In an evidence-based review for Pain Treatment Topics (http://www.Pain-Topics.org), editor Stewart B. Leavitt, MA, PhD, summarizes the findings of major research investigations of these problems. "The research is extensive, but requires careful examination," he notes. "Unfortunately,
news media, government agencies, and others have portrayed abuse and addiction associated with prescribed opioids as problems of much larger proportions than seems warranted by the evidence." Several comprehensive investigations support this assertion:
-- In an extensive review, combining results from 24 clinical studies, the overall rate of prescribed opioid analgesic abuse or addiction in patients with pain was about 3.3%. However, fewer than 2 out of 1,000 (0.19%) patients without a current or past substance-use disorder experienced problems with opioids prescribed for pain.
-- Similarly, a clinical investigation of patients receiving daily opioid therapy for chronic noncancer pain prescribed by primary-care physicians found that only 3.7% of patients had a confirmed opioid-use disorder. However, whether or not any of these patients also had prior substance-use problems was not examined.
-- A systematic review, encompassing 17 studies of patients with moderate-to-severe chronic noncancer pain who were treated with opioid analgesics for at least 6 months, found opioid abuse in only 0.4% of patients. Signs of opioid addiction were evident in only 1 case out of 2042 subjects evaluated (0.05%). Whether these extremely low rates were in the overall patient population or solely in those patients without prior substance-use problems is unknown.
Estimates of substance-use disorders among the general public range from 5% to as high as 67%, depending on the population examined; although, the exact percentages of those disorders involving solely opioids has been poorly defined. At the least, it seems fairly certain that the rate of opioid-use problems in patients prescribed those drugs for pain would be no greater than in the population at large, according to Leavitt's review. And, according to other experts, the data suggest that news media accusations of increased opioid abuse being associated with greater numbers of patients being prescribed opioids for chronic pain management are unfounded.

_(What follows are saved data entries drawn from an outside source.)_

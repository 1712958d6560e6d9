use futures::future::BoxFuture;
use serde::{Deserialize, Serialize};
use serde_json::Value;

use crate::{
    error::{Error, Result},
    util::unix_millis,
};

use super::track::Track;

/// Everything the gateway needs to open a hosted checkout
#[derive(Debug, Clone, Serialize)]
pub struct CheckoutRequest {
    pub tx_ref: String,
    pub amount: u32,
    pub currency: String,
    pub redirect_url: String,
    pub customer_email: String,
    pub customer_name: String,
    pub title: String,
    pub description: String,
    pub meta: Value,
}

/// A transaction as reported by the gateway's lookup API
#[derive(Debug, Clone, PartialEq, Deserialize, Serialize)]
pub struct VerifiedTransaction {
    pub id: i64,
    pub tx_ref: String,
    pub status: String,
    pub amount: f64,
    pub currency: String,
    #[serde(default)]
    pub meta: Option<Value>,
}

impl VerifiedTransaction {
    pub fn is_successful(&self) -> bool {
        self.status == "successful"
    }
}

/// Hosted checkout provider.
///
/// Client side reports of a finished payment are never trusted on their own:
/// every success goes through [`PaymentGateway::verify`] first.
pub trait PaymentGateway: Send + Sync {
    /// Opens a checkout and returns the link to send the payer to.
    fn initialize<'a>(&'a self, request: &'a CheckoutRequest) -> BoxFuture<'a, Result<String>>;

    /// Looks up a transaction by the gateway's transaction id.
    fn verify<'a>(&'a self, transaction_id: &'a str) -> BoxFuture<'a, Result<VerifiedTransaction>>;
}

/// Query the gateway appends when it sends the payer back
#[derive(Deserialize, Debug, Clone, Default)]
pub struct PaymentCallback {
    pub status: Option<String>,
    pub tx_ref: Option<String>,
    pub transaction_id: Option<String>,
}

impl PaymentCallback {
    /// The reference and transaction id to verify, unless the payer backed out.
    pub fn claimed(&self) -> Result<(&str, &str)> {
        if self.status.as_deref() == Some("cancelled") {
            return Err(Error::PaymentNotVerified("Payment was cancelled".to_string()));
        }

        let tx_ref = self
            .tx_ref
            .as_deref()
            .filter(|s| !s.is_empty())
            .ok_or_else(|| Error::PaymentNotVerified("No transaction reference".to_string()))?;
        let transaction_id = self
            .transaction_id
            .as_deref()
            .filter(|s| !s.is_empty())
            .ok_or_else(|| Error::PaymentNotVerified("No transaction ID".to_string()))?;

        Ok((tx_ref, transaction_id))
    }
}

/// Checks that a looked up transaction really pays for what we asked for.
pub fn check_transaction(
    transaction: &VerifiedTransaction,
    tx_ref: &str,
    currency: &str,
    min_amount: f64,
) -> Result<()> {
    if !transaction.is_successful() {
        return Err(Error::PaymentNotVerified(format!(
            "Transaction status is {}",
            transaction.status
        )));
    }
    if transaction.tx_ref != tx_ref {
        return Err(Error::PaymentNotVerified(
            "Transaction belongs to another payment".to_string(),
        ));
    }
    if !transaction.currency.eq_ignore_ascii_case(currency) {
        return Err(Error::PaymentNotVerified(format!(
            "Paid in {} instead of {}",
            transaction.currency, currency
        )));
    }
    if transaction.amount < min_amount {
        return Err(Error::PaymentNotVerified(format!(
            "Paid {} of {}",
            transaction.amount, min_amount
        )));
    }
    Ok(())
}

/// `DYC-<track>-<id>-<millis>`
pub fn registration_tx_ref(track: Track, id: i64) -> String {
    format!("DYC-{}-{}-{}", track.slug(), id, unix_millis())
}

pub fn parse_registration_tx_ref(tx_ref: &str) -> Option<(Track, i64)> {
    let mut parts = tx_ref.split('-');
    if parts.next()? != "DYC" {
        return None;
    }
    let track = parts.next()?.parse().ok()?;
    let id = parts.next()?.parse().ok()?;
    parts.next()?.parse::<i64>().ok()?;
    if parts.next().is_some() {
        return None;
    }
    Some((track, id))
}


#[cfg(test)]
mod tests {
    use super::*;

    #[test]
    fn test_tx_ref_round_trip() {
        let tx_ref = registration_tx_ref(Track::Youth, 14);

        assert!(tx_ref.starts_with("DYC-youth-14-"));
        assert_eq!(parse_registration_tx_ref(&tx_ref), Some((Track::Youth, 14)));
    }

    fn transaction() -> VerifiedTransaction {
        VerifiedTransaction {
            id: 4242,
            tx_ref: "DYC-youth-7-1".to_string(),
            status: "successful".to_string(),
            amount: 4000.0,
            currency: "NGN".to_string(),
            meta: None,
        }
    }

    #[test]
    fn test_check_transaction() {
        assert!(check_transaction(&transaction(), "DYC-youth-7-1", "NGN", 4000.0).is_ok());

        let failed = VerifiedTransaction {
            status: "failed".to_string(),
            ..transaction()
        };
        let short = VerifiedTransaction {
            amount: 100.0,
            ..transaction()
        };
        let dollars = VerifiedTransaction {
            currency: "USD".to_string(),
            ..transaction()
        };

        for (tx, tx_ref) in [
            (&failed, "DYC-youth-7-1"),
            (&short, "DYC-youth-7-1"),
            (&dollars, "DYC-youth-7-1"),
            (&transaction(), "DYC-youth-8-1"),
        ] {
            assert!(matches!(
                check_transaction(tx, tx_ref, "NGN", 4000.0),
                Err(Error::PaymentNotVerified(_))
            ));
        }
    }

    #[test]
    fn test_callback_claims() {
        let cb = PaymentCallback {
            status: Some("successful".to_string()),
            tx_ref: Some("DYC-youth-7-1".to_string()),
            transaction_id: Some("4242".to_string()),
        };
        assert_eq!(cb.claimed().unwrap(), ("DYC-youth-7-1", "4242"));

        let cancelled = PaymentCallback {
            status: Some("cancelled".to_string()),
            ..cb.clone()
        };
        assert!(cancelled.claimed().is_err());

        let no_id = PaymentCallback {
            transaction_id: None,
            ..cb
        };
        assert!(no_id.claimed().is_err());
    }

    #[test]
    fn test_tx_ref_rejects_foreign() {
        assert_eq!(parse_registration_tx_ref("DYC-1738756200"), None);
        assert_eq!(parse_registration_tx_ref("DON-1-2"), None);
        assert_eq!(parse_registration_tx_ref("DYC-choir-1-2"), None);
        assert_eq!(parse_registration_tx_ref("DYC-youth-x-2"), None);
        assert_eq!(parse_registration_tx_ref("DYC-youth-1-2-3"), None);
    }
}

This topic is worthy of further investigation and debate; however, the preponderance of available evidence suggests that establishing medical policies or practices in pain management on a presumption of high rates of prescribed opioid-analgesic abuse or addiction could be misguided, resulting in added costs for healthcare delivery and the undertreatment of pain. Healthcare providers can be reasonably assured that only a very small percentage of their patients with chronic pain, if any, will exhibit abuse/addiction when receiving long-term opioid analgesics. And, this would be especially so in those patients who have not experienced substance-misuse problems in the past.